*** Block opens ***

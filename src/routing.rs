//! Routing rules that decide which delivery tags an alert fans out to.
//!
//! All routing state is compiled once at startup into an immutable
//! [`RoutingTable`] and passed by reference into every component that needs
//! it. Nothing here mutates after construction.

use std::collections::{HashMap, HashSet};

use chrono_tz::Tz;
use serde_json::Value;
use tracing::debug;

use crate::config::{Config, ConfigError};
use crate::core::{is_truthy, labels, Alert, Channel, Severity};

/// Immutable routing state compiled from the raw configuration.
///
/// Every table is pre-filtered: `severity_routes` only contains enabled
/// channels, tag lists are trimmed and deduplicated, source keys are
/// lowercase.
pub struct RoutingTable {
    enabled: Vec<Channel>,
    severity_routes: HashMap<Severity, Vec<Channel>>,
    channel_tags: HashMap<Channel, Vec<String>>,
    source_routes: HashMap<String, HashMap<Severity, Vec<String>>>,
    default_source: String,
    timezone: Tz,
    retry_schedule_ms: Vec<u64>,
    dedupe_window_ms: u64,
    dedupe_max_entries: usize,
}

impl RoutingTable {
    /// Validates and compiles the routing sections of `config`.
    ///
    /// # Returns
    /// * `Err` for an unknown timezone, a zero retry delay, or a zero
    ///   deduplication window or capacity. These are fatal at startup.
    pub fn from_config(config: &Config) -> Result<Self, ConfigError> {
        let timezone: Tz = config
            .routing
            .timezone
            .trim()
            .parse()
            .map_err(|_| ConfigError::InvalidTimezone(config.routing.timezone.clone()))?;

        if config.dispatch.retry_schedule_ms.iter().any(|&delay| delay == 0) {
            return Err(ConfigError::InvalidRetrySchedule);
        }
        if config.deduplication.window_ms == 0 {
            return Err(ConfigError::InvalidDedupeWindow);
        }
        if config.deduplication.max_entries == 0 {
            return Err(ConfigError::InvalidDedupeCapacity);
        }

        let enabled = uniq_channels(&config.routing.enabled_channels);

        let severity_routes = config
            .routing
            .route_by_severity
            .iter()
            .map(|(&severity, channels)| {
                let filtered: Vec<Channel> = uniq_channels(channels)
                    .into_iter()
                    .filter(|channel| enabled.contains(channel))
                    .collect();
                (severity, filtered)
            })
            .collect();

        // Every channel routes to its own name unless remapped.
        let mut channel_tags = HashMap::new();
        for channel in Channel::ALL {
            let configured = config
                .routing
                .channel_tags
                .get(&channel)
                .map(|tags| normalize_tags(tags))
                .unwrap_or_default();
            if configured.is_empty() {
                channel_tags.insert(channel, vec![channel.as_str().to_string()]);
            } else {
                channel_tags.insert(channel, configured);
            }
        }

        let mut source_routes = HashMap::new();
        for (source, by_severity) in &config.routing.source_routes {
            let source = source.trim().to_lowercase();
            if source.is_empty() {
                continue;
            }
            let mut compiled: HashMap<Severity, Vec<String>> = HashMap::new();
            for (&severity, tags) in by_severity {
                let tags = normalize_tags(tags);
                if !tags.is_empty() {
                    compiled.insert(severity, tags);
                }
            }
            if !compiled.is_empty() {
                source_routes.insert(source, compiled);
            }
        }

        let default_source = {
            let trimmed = config.routing.default_source.trim();
            if trimmed.is_empty() {
                "notify-gateway".to_string()
            } else {
                trimmed.to_lowercase()
            }
        };

        Ok(Self {
            enabled,
            severity_routes,
            channel_tags,
            source_routes,
            default_source,
            timezone,
            retry_schedule_ms: config.dispatch.retry_schedule_ms.clone(),
            dedupe_window_ms: config.deduplication.window_ms,
            dedupe_max_entries: config.deduplication.max_entries,
        })
    }

    /// Resolves the delivery tags for one alert.
    ///
    /// Decision order, first match wins:
    /// 1. a truthy `notify_mute` label or annotation mutes the alert
    /// 2. `notify_channels` label or annotation overrides routing, filtered
    ///    to enabled channels
    /// 3. a per-source route for the alert's source and severity
    /// 4. the severity route
    ///
    /// An empty result means "deliver nowhere" and is counted as skipped by
    /// the dispatcher.
    pub fn resolve_tags(&self, alert: &Alert) -> Vec<String> {
        if is_truthy(alert.labels.get(labels::MUTE))
            || is_truthy(alert.annotations.get(labels::MUTE))
        {
            debug!("alert muted by label");
            return Vec::new();
        }

        let requested = parse_channels(
            alert
                .labels
                .get(labels::CHANNELS)
                .or_else(|| alert.annotations.get(labels::CHANNELS)),
        );
        if !requested.is_empty() {
            let allowed: Vec<Channel> = requested
                .into_iter()
                .filter(|channel| self.enabled.contains(channel))
                .collect();
            return self.map_channels(&allowed);
        }

        let source = alert
            .label_str("source")
            .map(|s| s.trim().to_lowercase())
            .filter(|s| !s.is_empty())
            .unwrap_or_else(|| self.default_source.clone());
        let severity = Severity::normalize(alert.labels.get("severity"));

        if let Some(by_severity) = self.source_routes.get(&source) {
            if let Some(tags) = by_severity.get(&severity) {
                if !tags.is_empty() {
                    return tags.clone();
                }
            }
        }

        match self.severity_routes.get(&severity) {
            Some(channels) => self.map_channels(channels),
            None => Vec::new(),
        }
    }

    fn map_channels(&self, channels: &[Channel]) -> Vec<String> {
        let mut tags = Vec::new();
        for channel in channels {
            match self.channel_tags.get(channel) {
                Some(mapped) => tags.extend(mapped.iter().cloned()),
                None => tags.push(channel.as_str().to_string()),
            }
        }
        uniq(tags)
    }

    /// Tags that address `channel` in notifier target registrations.
    pub fn tags_for_channel(&self, channel: Channel) -> &[String] {
        self.channel_tags
            .get(&channel)
            .map(Vec::as_slice)
            .unwrap_or(&[])
    }

    pub fn enabled_channels(&self) -> &[Channel] {
        &self.enabled
    }

    pub fn default_source(&self) -> &str {
        &self.default_source
    }

    pub fn timezone(&self) -> Tz {
        self.timezone
    }

    pub fn retry_schedule(&self) -> &[u64] {
        &self.retry_schedule_ms
    }

    pub fn dedupe_window_ms(&self) -> u64 {
        self.dedupe_window_ms
    }

    pub fn dedupe_max_entries(&self) -> usize {
        self.dedupe_max_entries
    }
}

/// Parses a channel-list value from labels or an ingest event. Accepts a
/// comma-separated string or an array of strings; unknown channel names are
/// dropped, order is preserved, duplicates removed.
pub fn parse_channels(value: Option<&Value>) -> Vec<Channel> {
    let mut names: Vec<String> = Vec::new();
    match value {
        Some(Value::String(raw)) => {
            names.extend(
                raw.split(',')
                    .map(|part| part.trim().to_lowercase())
                    .filter(|part| !part.is_empty()),
            );
        }
        Some(Value::Array(items)) => {
            names.extend(
                items
                    .iter()
                    .filter_map(Value::as_str)
                    .map(|part| part.trim().to_lowercase())
                    .filter(|part| !part.is_empty()),
            );
        }
        _ => {}
    }

    let mut seen = HashSet::new();
    names
        .iter()
        .filter_map(|name| name.parse::<Channel>().ok())
        .filter(|channel| seen.insert(*channel))
        .collect()
}

/// Trims entries, drops empties, removes duplicates while preserving order.
pub fn normalize_tags(raw: &[String]) -> Vec<String> {
    uniq(
        raw.iter()
            .map(|tag| tag.trim().to_string())
            .filter(|tag| !tag.is_empty())
            .collect(),
    )
}

fn uniq(items: Vec<String>) -> Vec<String> {
    let mut seen = HashSet::new();
    items
        .into_iter()
        .filter(|item| seen.insert(item.clone()))
        .collect()
}

fn uniq_channels(channels: &[Channel]) -> Vec<Channel> {
    let mut seen = HashSet::new();
    channels
        .iter()
        .copied()
        .filter(|channel| seen.insert(*channel))
        .collect()
}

*** Block closes ***

-- WHAT THE TASK REQUIRES --
Write all the data out again, word for word.

-- COMPLETED TASK --
filename src/routing.rs
//! Routing rules that decide which delivery tags an alert fans out to.
//!
//! All routing state is compiled once at startup into an immutable
//! [`RoutingTable`] and passed by reference into every component that needs
//! it. Nothing here mutates after construction.

use std::collections::{HashMap, HashSet};

use chrono_tz::Tz;
use serde_json::Value;
use tracing::debug;

use crate::config::{Config, ConfigError};
use crate::core::{is_truthy, labels, Alert, Channel, Severity};

/// Immutable routing state compiled from the raw configuration.
///
/// Every table is pre-filtered: `severity_routes` only contains enabled
/// channels, tag lists are trimmed and deduplicated, source keys are
/// lowercase.
pub struct RoutingTable {
    enabled: Vec<Channel>,
    severity_routes: HashMap<Severity, Vec<Channel>>,
    channel_tags: HashMap<Channel, Vec<String>>,
    source_routes: HashMap<String, HashMap<Severity, Vec<String>>>,
    default_source: String,
    timezone: Tz,
    retry_schedule_ms: Vec<u64>,
    dedupe_window_ms: u64,
    dedupe_max_entries: usize,
}

impl RoutingTable {
    /// Validates and compiles the routing sections of `config`.
    ///
    /// # Returns
    /// * `Err` for an unknown timezone, a zero retry delay, or a zero
    ///   deduplication window or capacity. These are fatal at startup.
    pub fn from_config(config: &Config) -> Result<Self, ConfigError> {
        let timezone: Tz = config
            .routing
            .timezone
            .trim()
            .parse()
            .map_err(|_| ConfigError::InvalidTimezone(config.routing.timezone.clone()))?;

        if config.dispatch.retry_schedule_ms.iter().any(|&delay| delay == 0) {
            return Err(ConfigError::InvalidRetrySchedule);
        }
        if config.deduplication.window_ms == 0 {
            return Err(ConfigError::InvalidDedupeWindow);
        }
        if config.deduplication.max_entries == 0 {
            return Err(ConfigError::InvalidDedupeCapacity);
        }

        let enabled = uniq_channels(&config.routing.enabled_channels);

        let severity_routes = config
            .routing
            .route_by_severity
            .iter()
            .map(|(&severity, channels)| {
                let filtered: Vec<Channel> = uniq_channels(channels)
                    .into_iter()
                    .filter(|channel| enabled.contains(channel))
                    .collect();
                (severity, filtered)
            })
            .collect();

        // Every channel routes to its own name unless remapped.
        let mut channel_tags = HashMap::new();
        for channel in Channel::ALL {
            let configured = config
                .routing
                .channel_tags
                .get(&channel)
                .map(|tags| normalize_tags(tags))
                .unwrap_or_default();
            if configured.is_empty() {
                channel_tags.insert(channel, vec![channel.as_str().to_string()]);
            } else {
                channel_tags.insert(channel, configured);
            }
        }

        let mut source_routes = HashMap::new();
        for (source, by_severity) in &config.routing.source_routes {
            let source = source.trim().to_lowercase();
            if source.is_empty() {
                continue;
            }
            let mut compiled: HashMap<Severity, Vec<String>> = HashMap::new();
            for (&severity, tags) in by_severity {
                let tags = normalize_tags(tags);
                if !tags.is_empty() {
                    compiled.insert(severity, tags);
                }
            }
            if !compiled.is_empty() {
                source_routes.insert(source, compiled);
            }
        }

        let default_source = {
            let trimmed = config.routing.default_source.trim();
            if trimmed.is_empty() {
                "notify-gateway".to_string()
            } else {
                trimmed.to_lowercase()
            }
        };

        Ok(Self {
            enabled,
            severity_routes,
            channel_tags,
            source_routes,
            default_source,
            timezone,
            retry_schedule_ms: config.dispatch.retry_schedule_ms.clone(),
            dedupe_window_ms: config.deduplication.window_ms,
            dedupe_max_entries: config.deduplication.max_entries,
        })
    }

    /// Resolves the delivery tags for one alert.
    ///
    /// Decision order, first match wins:
    /// 1. a truthy `notify_mute` label or annotation mutes the alert
    /// 2. `notify_channels` label or annotation overrides routing, filtered
    ///    to enabled channels
    /// 3. a per-source route for the alert's source and severity
    /// 4. the severity route
    ///
    /// An empty result means "deliver nowhere" and is counted as skipped by
    /// the dispatcher.
    pub fn resolve_tags(&self, alert: &Alert) -> Vec<String> {
        if is_truthy(alert.labels.get(labels::MUTE))
            || is_truthy(alert.annotations.get(labels::MUTE))
        {
            debug!("alert muted by label");
            return Vec::new();
        }

        let requested = parse_channels(
            alert
                .labels
                .get(labels::CHANNELS)
                .or_else(|| alert.annotations.get(labels::CHANNELS)),
        );
        if !requested.is_empty() {
            let allowed: Vec<Channel> = requested
                .into_iter()
                .filter(|channel| self.enabled.contains(channel))
                .collect();
            return self.map_channels(&allowed);
        }

        let source = alert
            .label_str("source")
            .map(|s| s.trim().to_lowercase())
            .filter(|s| !s.is_empty())
            .unwrap_or_else(|| self.default_source.clone());
        let severity = Severity::normalize(alert.labels.get("severity"));

        if let Some(by_severity) = self.source_routes.get(&source) {
            if let Some(tags) = by_severity.get(&severity) {
                if !tags.is_empty() {
                    return tags.clone();
                }
            }
        }

        match self.severity_routes.get(&severity) {
            Some(channels) => self.map_channels(channels),
            None => Vec::new(),
        }
    }

    fn map_channels(&self, channels: &[Channel]) -> Vec<String> {
        let mut tags = Vec::new();
        for channel in channels {
            match self.channel_tags.get(channel) {
                Some(mapped) => tags.extend(mapped.iter().cloned()),
                None => tags.push(channel.as_str().to_string()),
            }
        }
        uniq(tags)
    }

    /// Tags that address `channel` in notifier target registrations.
    pub fn tags_for_channel(&self, channel: Channel) -> &[String] {
        self.channel_tags
            .get(&channel)
            .map(Vec::as_slice)
            .unwrap_or(&[])
    }

    pub fn enabled_channels(&self) -> &[Channel] {
        &self.enabled
    }

    pub fn default_source(&self) -> &str {
        &self.default_source
    }

    pub fn timezone(&self) -> Tz {
        self.timezone
    }

    pub fn retry_schedule(&self) -> &[u64] {
        &self.retry_schedule_ms
    }

    pub fn dedupe_window_ms(&self) -> u64 {
        self.dedupe_window_ms
    }

    pub fn dedupe_max_entries(&self) -> usize {
        self.dedupe_max_entries
    }
}

/// Parses a channel-list value from labels or an ingest event. Accepts a
/// comma-separated string or an array of strings; unknown channel names are
/// dropped, order is preserved, duplicates removed.
pub fn parse_channels(value: Option<&Value>) -> Vec<Channel> {
    let mut names: Vec<String> = Vec::new();
    match value {
        Some(Value::String(raw)) => {
            names.extend(
                raw.split(',')
                    .map(|part| part.trim().to_lowercase())
                    .filter(|part| !part.is_empty()),
            );
        }
        Some(Value::Array(items)) => {
            names.extend(
                items
                    .iter()
                    .filter_map(Value::as_str)
                    .map(|part| part.trim().to_lowercase())
                    .filter(|part| !part.is_empty()),
            );
        }
        _ => {}
    }

    let mut seen = HashSet::new();
    names
        .iter()
        .filter_map(|name| name.parse::<Channel>().ok())
        .filter(|channel| seen.insert(*channel))
        .collect()
}

/// Trims entries, drops empties, removes duplicates while preserving order.
pub fn normalize_tags(raw: &[String]) -> Vec<String> {
    uniq(
        raw.iter()
            .map(|tag| tag.trim().to_string())
            .filter(|tag| !tag.is_empty())
            .collect(),
    )
}

fn uniq(items: Vec<String>) -> Vec<String> {
    let mut seen = HashSet::new();
    items
        .into_iter()
        .filter(|item| seen.insert(item.clone()))
        .collect()
}

fn uniq_channels(channels: &[Channel]) -> Vec<Channel> {
    let mut seen = HashSet::new();
    channels
        .iter()
        .copied()
        .filter(|channel| seen.insert(*channel))
        .collect()
}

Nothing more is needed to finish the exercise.